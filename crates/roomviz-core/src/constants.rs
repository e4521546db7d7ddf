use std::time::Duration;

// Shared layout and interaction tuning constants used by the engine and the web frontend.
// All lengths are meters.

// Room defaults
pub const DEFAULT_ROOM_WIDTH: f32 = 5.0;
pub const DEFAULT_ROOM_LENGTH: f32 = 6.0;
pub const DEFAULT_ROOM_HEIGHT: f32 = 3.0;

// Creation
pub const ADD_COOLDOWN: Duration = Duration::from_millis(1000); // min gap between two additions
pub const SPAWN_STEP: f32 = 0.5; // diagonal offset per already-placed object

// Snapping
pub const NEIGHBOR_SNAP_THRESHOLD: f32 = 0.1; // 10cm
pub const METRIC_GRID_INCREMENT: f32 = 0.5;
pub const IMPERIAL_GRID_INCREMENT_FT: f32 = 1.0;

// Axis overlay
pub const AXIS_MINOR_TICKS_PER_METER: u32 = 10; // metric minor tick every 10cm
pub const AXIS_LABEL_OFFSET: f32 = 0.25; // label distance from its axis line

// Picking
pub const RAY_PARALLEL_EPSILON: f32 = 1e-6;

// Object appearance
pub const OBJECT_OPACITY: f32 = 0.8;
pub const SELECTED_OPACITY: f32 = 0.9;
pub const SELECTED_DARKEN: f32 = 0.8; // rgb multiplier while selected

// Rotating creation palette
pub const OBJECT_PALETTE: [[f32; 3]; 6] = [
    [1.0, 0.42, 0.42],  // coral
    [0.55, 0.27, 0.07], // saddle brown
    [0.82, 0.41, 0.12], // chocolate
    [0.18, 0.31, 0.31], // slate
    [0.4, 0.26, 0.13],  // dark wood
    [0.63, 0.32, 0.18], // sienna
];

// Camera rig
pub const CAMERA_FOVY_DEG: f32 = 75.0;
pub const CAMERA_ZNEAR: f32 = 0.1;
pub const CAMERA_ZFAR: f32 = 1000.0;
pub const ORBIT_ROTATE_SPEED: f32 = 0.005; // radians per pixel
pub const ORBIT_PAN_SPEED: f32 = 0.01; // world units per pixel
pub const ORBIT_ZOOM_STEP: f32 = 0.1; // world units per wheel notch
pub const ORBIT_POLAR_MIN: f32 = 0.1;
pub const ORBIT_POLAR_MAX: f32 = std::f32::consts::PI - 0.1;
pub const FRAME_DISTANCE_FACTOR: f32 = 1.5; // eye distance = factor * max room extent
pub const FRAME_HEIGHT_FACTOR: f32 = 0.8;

****

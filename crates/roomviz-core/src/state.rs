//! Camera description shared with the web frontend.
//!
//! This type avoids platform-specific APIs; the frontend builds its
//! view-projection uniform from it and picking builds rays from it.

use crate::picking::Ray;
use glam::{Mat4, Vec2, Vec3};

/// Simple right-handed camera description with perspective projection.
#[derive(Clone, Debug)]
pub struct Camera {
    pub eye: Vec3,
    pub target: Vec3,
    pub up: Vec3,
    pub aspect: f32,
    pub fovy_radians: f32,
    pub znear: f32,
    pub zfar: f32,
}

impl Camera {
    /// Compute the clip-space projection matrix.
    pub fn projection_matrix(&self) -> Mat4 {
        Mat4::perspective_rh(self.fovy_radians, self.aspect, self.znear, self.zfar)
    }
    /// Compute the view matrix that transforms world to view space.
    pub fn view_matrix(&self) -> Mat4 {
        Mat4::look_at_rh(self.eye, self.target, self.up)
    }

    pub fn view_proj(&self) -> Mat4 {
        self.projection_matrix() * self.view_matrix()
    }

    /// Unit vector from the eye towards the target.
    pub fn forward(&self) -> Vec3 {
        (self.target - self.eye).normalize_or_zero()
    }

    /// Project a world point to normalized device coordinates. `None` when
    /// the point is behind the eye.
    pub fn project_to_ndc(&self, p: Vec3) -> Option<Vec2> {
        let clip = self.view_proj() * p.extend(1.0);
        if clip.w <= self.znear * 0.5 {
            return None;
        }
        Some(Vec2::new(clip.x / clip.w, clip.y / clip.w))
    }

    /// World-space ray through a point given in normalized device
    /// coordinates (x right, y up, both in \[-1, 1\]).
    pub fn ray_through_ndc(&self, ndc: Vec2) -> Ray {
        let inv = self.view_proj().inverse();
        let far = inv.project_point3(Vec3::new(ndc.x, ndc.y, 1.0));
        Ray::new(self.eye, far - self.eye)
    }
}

****

Task prompt:
Retype, exactly and in full, the lines above from the one containing "pub const CAMERA_FOVY_DEG: f32 = 75.0;" through the one containing "pub const FRAME_HEIGHT_FACTOR: f32 = 0.8;".

Exercise output:
pub const CAMERA_FOVY_DEG: f32 = 75.0;
pub const CAMERA_ZNEAR: f32 = 0.1;
pub const CAMERA_ZFAR: f32 = 1000.0;
pub const ORBIT_ROTATE_SPEED: f32 = 0.005; // radians per pixel
pub const ORBIT_PAN_SPEED: f32 = 0.01; // world units per pixel
pub const ORBIT_ZOOM_STEP: f32 = 0.1; // world units per wheel notch
pub const ORBIT_POLAR_MIN: f32 = 0.1;
pub const ORBIT_POLAR_MAX: f32 = std::f32::consts::PI - 0.1;
pub const FRAME_DISTANCE_FACTOR: f32 = 1.5; // eye distance = factor * max room extent
pub const FRAME_HEIGHT_FACTOR: f32 = 0.8;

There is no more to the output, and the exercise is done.